## Task
Once you reach the line that holds "let name = ServerName::try_from(server_name.to_string())" in the listing below, output it and every line after it through the line that holds "if let Err(e)", word for word.

## Given data
//! Time-sliced download sampling

use async_trait::async_trait;
use bytes::{Buf, Bytes};
use std::io;
use std::time::Duration;
use tokio::time::{Instant, timeout_at};
use tracing::{debug, trace};

use crate::SimpleEwma;

/// Bytes consumed per loop iteration
pub const READ_INCREMENT: usize = 1024;

/// Number of time slices the timeout is divided into
pub const SAMPLE_SLICES: u32 = 100;

/// Divisor turning the per-slice average into bytes per second, as
/// `timeout_secs / SPEED_NORMALIZATION`. Tied to `SAMPLE_SLICES`.
pub const SPEED_NORMALIZATION: f64 = 120.0;

/// A response body delivered as data chunks
#[async_trait]
pub trait BodySource: Send {
    /// Next chunk of data; `Ok(None)` at end of stream
    async fn next_chunk(&mut self) -> io::Result<Option<Bytes>>;
}

/// Read `body` for at most `timeout` and return the smoothed speed in bytes/s.
///
/// Every time a slice boundary (`timeout / 100`) is crossed, the bytes read
/// since the previous boundary go into an EWMA. Reading stops on completion
/// (`content_length` reached), on timeout, on a stream error, or at end of
/// stream; at end of stream the partial last slice is folded in first,
/// rate-normalized by the fraction of the slice that elapsed.
pub async fn sample_body<B>(body: &mut B, content_length: Option<u64>, timeout: Duration) -> f64
where
    B: BodySource + ?Sized,
{
    if timeout.is_zero() {
        return 0.0;
    }

    let start = Instant::now();
    // Slice boundaries may run a little past the deadline
    let Some(end) = timeout
        .checked_add(timeout / 10)
        .and_then(|limit| start.checked_add(limit))
        .map(|_| start + timeout)
    else {
        debug!("Sampling timeout {:?} is out of range", timeout);
        return 0.0;
    };
    let slice = timeout / SAMPLE_SLICES;

    let mut ewma = SimpleEwma::new();
    let mut slice_index: u32 = 1;
    let mut next_boundary = start + slice * slice_index;
    let mut read: u64 = 0;
    let mut last_read: u64 = 0;
    let mut pending = Bytes::new();

    while content_length != Some(read) {
        let now = Instant::now();
        if now > next_boundary {
            slice_index += 1;
            next_boundary = start + slice * slice_index;
            ewma.add((read - last_read) as f64);
            last_read = read;
        }
        if now > end {
            trace!("Sampling timed out after {} bytes", read);
            break;
        }

        if pending.is_empty() {
            match timeout_at(end, body.next_chunk()).await {
                Ok(Ok(Some(chunk))) => pending = chunk,
                Ok(Ok(None)) => {
                    // Scale the partial last slice up to a full one
                    let slice_start = start + slice * (slice_index - 1);
                    let elapsed = now.saturating_duration_since(slice_start);
                    let fraction = elapsed.as_secs_f64() / slice.as_secs_f64();
                    if fraction > 0.0 {
                        ewma.add((read - last_read) as f64 / fraction);
                    }
                    trace!("Body ended after {} bytes", read);
                    break;
                }
                Ok(Err(e)) => {
                    debug!("Body read failed after {} bytes: {}", read, e);
                    break;
                }
                Err(_) => {
                    trace!("Body stalled after {} bytes", read);
                    break;
                }
            }
        }

        let n = pending.len().min(READ_INCREMENT);
        pending.advance(n);
        read += n as u64;
    }

    ewma.value() / (timeout.as_secs_f64() / SPEED_NORMALIZATION)
}
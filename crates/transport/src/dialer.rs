//! Fragment-aware TLS dialer

use fragprobe_fragment::{FragmentPolicy, FragmentStream, PolicyError};
use rustls::pki_types::ServerName;
use std::io;
use std::net::SocketAddr;
use std::time::Duration;
use thiserror::Error;
use tokio::net::{TcpSocket, TcpStream};
use tokio::time::timeout;
use tokio_rustls::TlsConnector;
use tokio_rustls::client::TlsStream;
use tracing::{debug, trace, warn};

use crate::TlsProfile;

/// Default connect and handshake timeout
pub const DEFAULT_DIAL_TIMEOUT: Duration = Duration::from_secs(30);

#[derive(Error, Debug)]
pub enum DialError {
    #[error("Socket setup failed: {0}")]
    Socket(io::Error),

    #[error("Bind to {addr} failed: {source}")]
    Bind { addr: SocketAddr, source: io::Error },

    #[error("Connect to {addr} failed: {source}")]
    Connect { addr: SocketAddr, source: io::Error },

    #[error("Connect to {0} timed out")]
    ConnectTimeout(SocketAddr),

    #[error("Invalid server name: {0}")]
    InvalidServerName(String),

    #[error("Invalid fragment policy: {0}")]
    Policy(#[from] PolicyError),

    #[error("TLS handshake with {addr} failed: {source}")]
    Handshake { addr: SocketAddr, source: io::Error },

    #[error("TLS handshake with {0} timed out")]
    HandshakeTimeout(SocketAddr),
}

impl DialError {
    /// True for failures after the TCP connection was established
    pub fn is_handshake(&self) -> bool {
        matches!(self, Self::Handshake { .. } | Self::HandshakeTimeout(_))
    }
}

/// Raw socket wrapped for (optional) fragmentation
pub type FragmentedTcp = FragmentStream<TcpStream>;

/// TLS session over a possibly fragmenting TCP stream
pub type ProbeStream = TlsStream<FragmentedTcp>;

/// Dialer configuration
#[derive(Debug, Clone)]
pub struct DialerConfig {
    /// Local address to bind before connecting
    pub source: Option<SocketAddr>,

    /// Connect timeout, also applied to the TLS handshake
    pub timeout: Duration,

    /// Enable TCP keep-alive
    pub keepalive: bool,

    /// Fragment the ClientHello with this policy
    pub fragment: Option<FragmentPolicy>,
}

impl Default for DialerConfig {
    fn default() -> Self {
        Self {
            source: None,
            timeout: DEFAULT_DIAL_TIMEOUT,
            keepalive: true,
            fragment: None,
        }
    }
}

/// Opens TCP connections to candidate addresses and runs the TLS handshake
#[derive(Debug, Clone)]
pub struct FragmentDialer {
    config: DialerConfig,
    profile: TlsProfile,
}

impl FragmentDialer {
    pub fn new(config: DialerConfig, profile: TlsProfile) -> Self {
        Self { config, profile }
    }

    pub fn config(&self) -> &DialerConfig {
        &self.config
    }

    pub fn profile(&self) -> &TlsProfile {
        &self.profile
    }

    /// Open a TCP connection to `target`, bound to the configured source
    pub async fn connect_tcp(&self, target: SocketAddr) -> Result<TcpStream, DialError> {
        let socket = if target.is_ipv4() {
            TcpSocket::new_v4()
        } else {
            TcpSocket::new_v6()
        }
        .map_err(DialError::Socket)?;

        if self.config.keepalive {
            socket.set_keepalive(true).map_err(DialError::Socket)?;
        }
        if let Some(source) = self.config.source {
            socket.set_reuseaddr(true).map_err(DialError::Socket)?;
            socket.bind(source).map_err(|source_err| DialError::Bind {
                addr: source,
                source: source_err,
            })?;
        }

        trace!("Connecting to {} (source: {:?})", target, self.config.source);
        timeout(self.config.timeout, socket.connect(target))
            .await
            .map_err(|_| DialError::ConnectTimeout(target))?
            .map_err(|source| DialError::Connect {
                addr: target,
                source,
            })
    }

    /// Connect to `target` and complete a TLS handshake presenting `server_name`
    pub async fn dial(&self, target: SocketAddr, server_name: &str) -> Result<ProbeStream, DialError> {
        let name = ServerName::try_from(server_name.to_string())
            .map_err(|_| DialError::InvalidServerName(server_name.to_string()))?;
        // Policies built in code skip the parser's checks
        if let Some(policy) = &self.config.fragment {
            policy.validate()?;
        }

        let tcp = self.connect_tcp(target).await?;
        let io = match &self.config.fragment {
            Some(policy) => {
                // Keep the kernel from merging our segments back together
                if let Err(e) = tcp.set_nodelay(true) {
                    warn!("Failed to set TCP_NODELAY on {}: {}", target, e);
                }
                FragmentStream::new(tcp, policy.clone())
            }
            None => FragmentStream::passthrough(tcp),
        };

        debug!(
            "TLS handshake with {} as {} ({} fingerprint, fragmented: {})",
            target,
            server_name,
            self.profile.fingerprint(),
            self.config.fragment.is_some()
        );

        // The stream is dropped (and the socket closed) on failure
        let connector = TlsConnector::from(self.profile.config());
        match timeout(self.config.timeout, connector.connect(name, io)).await {
            Ok(Ok(stream)) => Ok(stream),
            Ok(Err(source)) => Err(DialError::Handshake {
                addr: target,
                source,
            }),
            Err(_) => Err(DialError::HandshakeTimeout(target)),
        }
    }
}

#[cfg(test)]
mod tests {
    use super::*;
    use crate::Fingerprint;
    use tokio::io::AsyncReadExt;
    use tokio::net::TcpListener;

    fn dialer(config: DialerConfig) -> FragmentDialer {
        let profile = TlsProfile::resolve(Fingerprint::Chrome, false).unwrap();
        FragmentDialer::new(config, profile)
    }

    #[test]
    fn test_default_config() {
        let config = DialerConfig::default();
        assert_eq!(config.timeout, Duration::from_secs(30));
        assert!(config.keepalive);
        assert!(config.source.is_none());
        assert!(config.fragment.is_none());
    }

    #[tokio::test]
    async fn test_connect_refused_is_dial_error() {
        let listener = TcpListener::bind("127.0.0.1:0").await.unwrap();
        let addr = listener.local_addr().unwrap();
        drop(listener);

        let err = dialer(DialerConfig::default())
            .dial(addr, "example.com")
            .await
            .unwrap_err();
        assert!(matches!(err, DialError::Connect { .. }), "{err}");
        assert!(!err.is_handshake());
    }

    #[tokio::test]
    async fn test_binds_source_address() {
        let listener = TcpListener::bind("127.0.0.1:0").await.unwrap();
        let addr = listener.local_addr().unwrap();

        let source: SocketAddr = "127.0.0.1:0".parse().unwrap();
        let config = DialerConfig {
            source: Some(source),
            ..Default::default()
        };
        let stream = dialer(config).connect_tcp(addr).await.unwrap();
        let (accepted, peer) = listener.accept().await.unwrap();

        assert_eq!(stream.local_addr().unwrap(), peer);
        assert_eq!(peer.ip(), source.ip());
        drop(accepted);
    }

    #[tokio::test]
    async fn test_handshake_failure_is_distinct() {
        let listener = TcpListener::bind("127.0.0.1:0").await.unwrap();
        let addr = listener.local_addr().unwrap();

        let server = tokio::spawn(async move {
            let (mut socket, _) = listener.accept().await.unwrap();
            let mut buf = [0u8; 5];
            socket.read_exact(&mut buf).await.unwrap();
            // Hang up right after the record header
            buf
        });

        let err = dialer(DialerConfig::default())
            .dial(addr, "example.com")
            .await
            .unwrap_err();
        assert!(err.is_handshake(), "{err}");

        let header = server.await.unwrap();
        // TLS handshake record
        assert_eq!(header[0], 0x16);
        assert_eq!(header[1], 0x03);
    }

    #[tokio::test]
    async fn test_invalid_server_name() {
        let err = dialer(DialerConfig::default())
            .dial("127.0.0.1:443".parse().unwrap(), "not a host name")
            .await
            .unwrap_err();
        assert!(matches!(err, DialError::InvalidServerName(_)));
    }

    #[tokio::test]
    async fn test_hand_built_policy_checked_before_connect() {
        let listener = TcpListener::bind("127.0.0.1:0").await.unwrap();
        let addr = listener.local_addr().unwrap();

        let config = DialerConfig {
            fragment: Some(FragmentPolicy {
                chunk_size: 1,
                ..Default::default()
            }),
            ..Default::default()
        };
        let err = dialer(config).dial(addr, "example.com").await.unwrap_err();
        assert!(
            matches!(err, DialError::Policy(PolicyError::ChunkSizeTooSmall(1))),
            "{err}"
        );

        // Nothing was dialed
        let accepted = tokio::time::timeout(Duration::from_millis(50), listener.accept()).await;
        assert!(accepted.is_err());
    }
}
//! fragprobe client library

pub mod candidates;
pub mod config;
pub mod report;

use anyhow::Result;
use fragprobe_probe::{Orchestrator, ThroughputProbe};
use fragprobe_transport::{FragmentDialer, TlsProfile};
use tracing::info;

use config::ClientConfig;

/// Assemble dialer, probe and orchestrator from a validated configuration
pub fn build_orchestrator(config: &ClientConfig) -> Result<Orchestrator<ThroughputProbe>> {
    let profile = TlsProfile::resolve(config.fingerprint(), config.tls.skip_verify)?;
    let dialer_config = config.dialer_config()?;

    match &dialer_config.fragment {
        Some(policy) => info!("Fragmenting ClientHello with policy {}", policy),
        None => info!("ClientHello fragmentation disabled"),
    }
    info!("Using {} fingerprint", profile.fingerprint());

    let dialer = FragmentDialer::new(dialer_config, profile);
    let probe = ThroughputProbe::new(dialer, config.http_config()?);
    Ok(Orchestrator::new(probe, config.orchestrator_config()))
}
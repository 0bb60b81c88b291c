//! fragprobe Fragment - ClientHello fragmentation
//!
//! This crate provides:
//! - Fragmentation policy and its comma-separated string form
//! - Chunk scheduler (fixed and randomized plans)
//! - Delay jitter
//! - Fragmenting writers (blocking `std::io::Write` and async stream)

mod chunks;
mod fragmenter;
mod policy;
mod stream;
mod timing;
mod writer;

pub use chunks::*;
pub use fragmenter::*;
pub use policy::*;
pub use stream::*;
pub use timing::*;
pub use writer::*;
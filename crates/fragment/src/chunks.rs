//! Chunk scheduler
//!
//! Splits a byte budget into an ordered list of segment sizes whose sum is
//! exactly the budget.

use crate::FragmentPolicy;

/// Upper bound of a single randomized draw
const MAX_RANDOM_DRAW: usize = 1000;

/// Ordered segment sizes covering a byte budget
pub type ChunkPlan = Vec<usize>;

/// Plan `budget` bytes according to `policy`
pub fn plan_chunks(budget: usize, policy: &FragmentPolicy, rng: &mut fastrand::Rng) -> ChunkPlan {
    if policy.random_chunks {
        random_chunks(budget, policy.chunk_size, rng)
    } else {
        fixed_chunks(budget, policy.chunk_size)
    }
}

/// Equal chunks of `size` bytes, the last one holding the remainder
pub fn fixed_chunks(budget: usize, size: usize) -> ChunkPlan {
    let size = size.max(1);
    let count = budget.div_ceil(size);
    let remainder = budget % size;

    let mut chunks = vec![size; count];
    if remainder != 0 {
        if let Some(last) = chunks.last_mut() {
            *last = remainder;
        }
    }
    chunks
}

/// `count` chunks of random size, rescaled so they sum to `budget`.
///
/// The last chunk takes whatever the truncated proportional shares left
/// over, so it may be larger than the others. Scaled chunks may be zero.
pub fn random_chunks(budget: usize, count: usize, rng: &mut fastrand::Rng) -> ChunkPlan {
    let count = count.max(1);
    let mut chunks: ChunkPlan = (0..count)
        .map(|_| rng.usize(1..=MAX_RANDOM_DRAW))
        .collect();
    let sum: usize = chunks.iter().sum();

    let mut remaining = budget;
    for chunk in chunks.iter_mut().take(count - 1) {
        *chunk = *chunk * budget / sum;
        remaining -= *chunk;
    }
    chunks[count - 1] = remaining;
    chunks
}
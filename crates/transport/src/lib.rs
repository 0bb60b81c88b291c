//! fragprobe Transport - fragment-aware TLS dialing
//!
//! This crate provides:
//! - Browser fingerprint profiles mapped to rustls handshake shapes
//! - TCP dialer with source binding, keep-alive and connect timeout
//! - TLS handshake over an optionally fragmenting stream

mod dialer;
mod fingerprint;
mod verify;

pub use dialer::*;
pub use fingerprint::*;
pub use verify::*;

## Answer box
        let name = ServerName::try_from(server_name.to_string())
            .map_err(|_| DialError::InvalidServerName(server_name.to_string()))?;
        // Policies built in code skip the parser's checks
        if let Some(policy) = &self.config.fragment {
            policy.validate()?;
        }

        let tcp = self.connect_tcp(target).await?;
        let io = match &self.config.fragment {
            Some(policy) => {
                // Keep the kernel from merging our segments back together
                if let Err(e) = tcp.set_nodelay(true) {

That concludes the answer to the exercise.